摘要: 本试验旨在研究不同浓度苜蓿黄酮对体外培养奶牛乳腺上皮细胞增殖与抗氧化的影响。试验利用含不同浓度0 μg/mL(对照组)、25 μg/mL(试验Ⅰ)、50 μg/mL(试验Ⅱ)、75 μg/mL(试验Ⅲ)、100 μg/mL(试验Ⅳ)苜蓿黄酮的培养基进行细胞培养。结果表明,1)细胞培养第3天,各组细胞增殖无显著差异,但第5天试验Ⅱ~Ⅳ组细胞增殖能力极显著高于对照组和试验I组(P<0.01)。2)试验Ⅱ~Ⅳ组一氧化氮(NO)水平明显高于对照组与试验Ⅰ组,且差异极显著(P<0.01)。试验Ⅰ组、Ⅱ组、Ⅳ组的乳酸脱氢酶(LDH)活性显著低于对照组与试验Ⅲ组,且差异极显著(P<0.01),但对照组与试验Ⅲ组差异不显著。3)试验Ⅳ组细胞内过氧化氢酶(CAT)含量极显著高于其他各组(P<0.01),而试验Ⅲ组丙二醛(MDA)含量极显著低于其他各组(P<0.01);试验Ⅱ和Ⅲ组的谷胱甘肽过氧化物酶(GSH-PX)活性极显著高于其他各组(P<0.01),而各处理组细胞的超氧化物歧化酶(SOD)含量差异不显著。4)试验Ⅱ和Ⅲ组细胞p53、Caspase-3、SOCS3和STAT1基因的相对表达量极显著低于对照组(P<0.01)。因此,苜蓿黄酮能够促进体外培养奶牛乳腺上皮细胞的增殖,提高细胞抗氧化的能力,抑制细胞凋亡,其中添加浓度为75 μg/mL组效果最好。
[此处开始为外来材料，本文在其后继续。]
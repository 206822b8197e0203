/*!
 * Network-backed engine speaking the OpenAI chat-completion wire contract.
 *
 * Adds to the base contract: bounded retry with linear backoff, a per-call
 * timeout enforced by the HTTP client, and an in-memory content-addressed
 * response cache so identical batch requests within a process lifetime are
 * not re-billed. The cache has no eviction and carries no correctness
 * obligation; clearing it only costs money.
 */

use std::collections::HashMap;
use std::time::Duration;

use async_trait::async_trait;
use log::{debug, warn};
use parking_lot::RwLock;
use reqwest::Client;
use serde::{Deserialize, Serialize};
use serde_json::Value;
use sha2::{Digest, Sha256};

use super::{
    ConsistencyItem, DEFAULT_CONFIDENCE, LineTranslation, SourceLine, TranslationEngine,
    UsageMeta, Variant, chunk, prompts, response,
};
use crate::app_config::EngineConfig;
use crate::errors::EngineError;

/// Default chat-completion endpoint
const DEFAULT_ENDPOINT: &str = "https://api.openai.com/v1/chat/completions";

/// Chat-completion request body
#[derive(Debug, Serialize)]
struct ChatRequest {
    /// Model identifier
    model: String,
    /// Sampling temperature
    temperature: f32,
    /// Maximum output tokens
    max_tokens: u32,
    /// System directive plus user prompt
    messages: Vec<ChatMessage>,
}

/// One message of the exchange
#[derive(Debug, Serialize)]
struct ChatMessage {
    /// Role of the message sender (system, user)
    role: &'static str,
    /// Content of the message
    content: String,
}

/// Chat-completion response body
#[derive(Debug, Deserialize)]
struct ChatResponse {
    /// Completion choices; only the first is used
    choices: Vec<ChatChoice>,
}

#[derive(Debug, Deserialize)]
struct ChatChoice {
    /// The generated message
    message: ChatChoiceMessage,
}

#[derive(Debug, Deserialize)]
struct ChatChoiceMessage {
    /// The text content of the generated message
    content: Option<String>,
}

/// Network-backed translation engine
pub struct OpenAiEngine {
    /// HTTP client; carries the per-call timeout
    client: Client,
    /// Bearer token for authentication
    api_key: String,
    /// Model identifier sent with every request
    model: String,
    /// Endpoint URL
    endpoint: String,
    /// Maximum attempts per call
    max_retries: u32,
    /// Base delay for linear backoff (attempt x delay)
    retry_backoff: Duration,
    /// Character budget for one batch-translation chunk
    max_batch_chars: usize,
    /// Maximum output tokens requested per call
    max_tokens: u32,
    /// Content-addressed cache of parsed batch results, process-scoped
    cache: RwLock<HashMap<String, Vec<LineTranslation>>>,
}

impl OpenAiEngine {
    /// Create a new engine from configuration.
    ///
    /// A missing API key is a configuration error caught here, before any
    /// job can pick the engine up.
    pub fn new(config: &EngineConfig) -> Result<Self, EngineError> {
        if config.api_key.trim().is_empty() {
            return Err(EngineError::MissingApiKey("openai".to_string()));
        }

        let client = Client::builder()
            .timeout(Duration::from_secs(config.timeout_secs))
            .build()
            .unwrap_or_default();

        let endpoint = if config.endpoint.trim().is_empty() {
            DEFAULT_ENDPOINT.to_string()
        } else {
            config.endpoint.trim_end_matches('/').to_string()
        };

        Ok(Self {
            client,
            api_key: config.api_key.clone(),
            model: config.model.clone(),
            endpoint,
            max_retries: config.max_retries.max(1),
            retry_backoff: Duration::from_millis(config.retry_backoff_ms),
            max_batch_chars: config.max_batch_chars,
            max_tokens: config.max_tokens,
            cache: RwLock::new(HashMap::new()),
        })
    }

    /// Cache key for one chunk: hash of contents, language pair, and model
    fn cache_key(&self, chunk: &[SourceLine], source_lang: &str, target_lang: &str) -> String {
        let mut hasher = Sha256::new();
        for line in chunk {
            hasher.update(line.idx.to_le_bytes());
            hasher.update(line.text.as_bytes());
            hasher.update([0]);
        }
        hasher.update(source_lang.as_bytes());
        hasher.update([0]);
        hasher.update(target_lang.as_bytes());
        hasher.update([0]);
        hasher.update(self.model.as_bytes());
        format!("{:x}", hasher.finalize())
    }

    /// Issue one chat call with bounded retry and linear backoff.
    ///
    /// Only transient errors are retried; configuration errors surface on
    /// the first attempt.
    async fn chat(&self, prompt: &str, temperature: f32) -> Result<String, EngineError> {
        let mut attempt = 0u32;
        loop {
            attempt += 1;
            debug!(
                "Calling model={} attempt={} prompt_chars={}",
                self.model,
                attempt,
                prompt.len()
            );

            match self.chat_once(prompt, temperature).await {
                Ok(content) => return Ok(content),
                Err(err) if err.is_retryable() && attempt < self.max_retries => {
                    let delay = self.retry_backoff * attempt;
                    warn!(
                        "Chat attempt {} failed ({}), retrying in {:?}",
                        attempt, err, delay
                    );
                    tokio::time::sleep(delay).await;
                }
                Err(err) => return Err(err),
            }
        }
    }

    /// Issue a single chat call without retry
    async fn chat_once(&self, prompt: &str, temperature: f32) -> Result<String, EngineError> {
        let request = ChatRequest {
            model: self.model.clone(),
            temperature,
            max_tokens: self.max_tokens,
            messages: vec![
                ChatMessage {
                    role: "system",
                    content: prompts::SYSTEM_DIRECTIVE.to_string(),
                },
                ChatMessage {
                    role: "user",
                    content: prompt.to_string(),
                },
            ],
        };

        let response = self
            .client
            .post(&self.endpoint)
            .bearer_auth(&self.api_key)
            .json(&request)
            .send()
            .await
            .map_err(|e| EngineError::RequestFailed(e.to_string()))?;

        let status = response.status();
        if !status.is_success() {
            let message = response
                .text()
                .await
                .unwrap_or_else(|_| "Failed to read error response body".to_string());
            return Err(EngineError::ApiError {
                status_code: status.as_u16(),
                message,
            });
        }

        let body: ChatResponse = response
            .json()
            .await
            .map_err(|e| EngineError::ParseError(e.to_string()))?;

        body.choices
            .into_iter()
            .next()
            .and_then(|choice| choice.message.content)
            .filter(|content| !content.is_empty())
            .ok_or_else(|| EngineError::ParseError("empty completion response".to_string()))
    }
}

#[async_trait]
impl TranslationEngine for OpenAiEngine {
    async fn translate_batch(
        &self,
        segments: &[SourceLine],
        source_lang: &str,
        target_lang: &str,
    ) -> Result<Vec<LineTranslation>, EngineError> {
        let chunks = chunk::chunk_by_chars(segments, self.max_batch_chars, |line| line.text.as_str());
        let mut results = Vec::with_capacity(segments.len());

        for batch in &chunks {
            let key = self.cache_key(batch, source_lang, target_lang);
            if let Some(hit) = self.cache.read().get(&key).cloned() {
                debug!("Cache hit for batch of {} lines", batch.len());
                results.extend(hit);
                continue;
            }

            let prompt = prompts::build_batch_prompt(batch, source_lang, target_lang);
            let content = self.chat(&prompt, 0.3).await?;
            let parsed = response::parse_batch_response(&content, batch);

            self.cache.write().insert(key, parsed.clone());
            results.extend(parsed);
        }
        Ok(results)
    }

    async fn suggest_variants(
        &self,
        source_text: &str,
        n: usize,
        style: &str,
        source_lang: &str,
        target_lang: &str,
    ) -> Result<Vec<Variant>, EngineError> {
        let prompt = prompts::build_variants_prompt(source_text, n, style, source_lang, target_lang);
        let content = self.chat(&prompt, 0.6).await?;

        let Some(parsed) = response::json_from_prose(&content) else {
            return Ok(Vec::new());
        };
        let Some(variants) = parsed.get("variants").and_then(Value::as_array) else {
            return Ok(Vec::new());
        };

        Ok(variants
            .iter()
            .take(n)
            .filter_map(|entry| {
                let text = entry.get("text").and_then(Value::as_str)?;
                Some(Variant {
                    text: text.to_string(),
                    score: entry
                        .get("confidence")
                        .and_then(Value::as_f64)
                        .unwrap_or(DEFAULT_CONFIDENCE),
                    reason: style.to_string(),
                })
            })
            .collect())
    }

    async fn consistency_pass(
        &self,
        items: &[ConsistencyItem],
        source_lang: &str,
        target_lang: &str,
    ) -> Result<HashMap<i64, String>, EngineError> {
        let prompt = prompts::build_consistency_prompt(items, source_lang, target_lang);
        if prompt.len() > prompts::CONSISTENCY_PROMPT_CEILING {
            return Err(EngineError::PromptTooLarge {
                size: prompt.len(),
                ceiling: prompts::CONSISTENCY_PROMPT_CEILING,
            });
        }

        let content = self.chat(&prompt, 0.2).await?;

        let Some(parsed) = response::json_from_prose(&content) else {
            return Ok(HashMap::new());
        };
        let Some(lines) = parsed.get("lines").and_then(Value::as_array) else {
            return Ok(HashMap::new());
        };

        let mut corrections = HashMap::new();
        for entry in lines {
            let (Some(id), Some(text)) = (
                entry.get("id").and_then(Value::as_i64),
                entry.get("text").and_then(Value::as_str),
            ) else {
                continue;
            };
            corrections.insert(id, text.to_string());
        }
        Ok(corrections)
    }

    fn usage_meta(&self) -> Option<UsageMeta> {
        Some(UsageMeta {
            provider: "openai",
            model: self.model.clone(),
        })
    }
}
Abstract: This experiment studied the proliferation stimulus and antioxidant effects of different concentrations of alfalfa flavonoids on cow mammary epithelial cells cultured in vitro. Media with five different concentrations of alfalfa flavonoids were prepared to culture dairy cow mammary epithelial cells in vitro. Concentrations tested were: 0 μg/mL (control group), 25 μg/mL (trial group Ⅰ), 50 μg/mL (trial group Ⅱ), 75 μg/mL (trial group Ⅲ), 100 μg/mL (trial group Ⅳ). The results showed: 1) There was no significant difference in cell proliferation between the five concentrations during the first three days of cell culture, but the cell proliferation of trial groups Ⅱ-Ⅳ was significantly higher than for the control group and trial group Ⅰ (P<0.01) at day 5.2) The NO levels of trial groups Ⅱ-Ⅳ were significantly higher than the control group and trial group Ⅰ (P<0.01). Also, LDH activity of groups Ⅰ, Ⅱ, and Ⅳ was significantly lower than the control group and than test group Ⅲ (P<0.01), and the difference between the control group and test group Ⅲ was not significant. 3) Intracellular CAT content of trial group Ⅳ was significantly higher than the other groups (P<0.01). The MAD content of group Ⅲ was significantly lower than the other groups (P<0.01). GSH-PX activity of groups Ⅱ and Ⅲ was significantly higher than the other groups (P<0.01). In addition, there was no significant difference between the five groups in the cell SOD content. 4) The relative expression levels of p53, Caspase-3, SOCS3 and STAT1 genes in groups Ⅱ and Ⅲ were significantly lower than control group (P<0.01). In summary, alfalfa flavonoids can promote the proliferation of bovine mammary epithelial cells cultured in vitro, improve cell antioxidant capacity and inhibit cellular apoptosis. The best effect occurred at a dosage of 75 μg/mL of alfalfa flavonoids.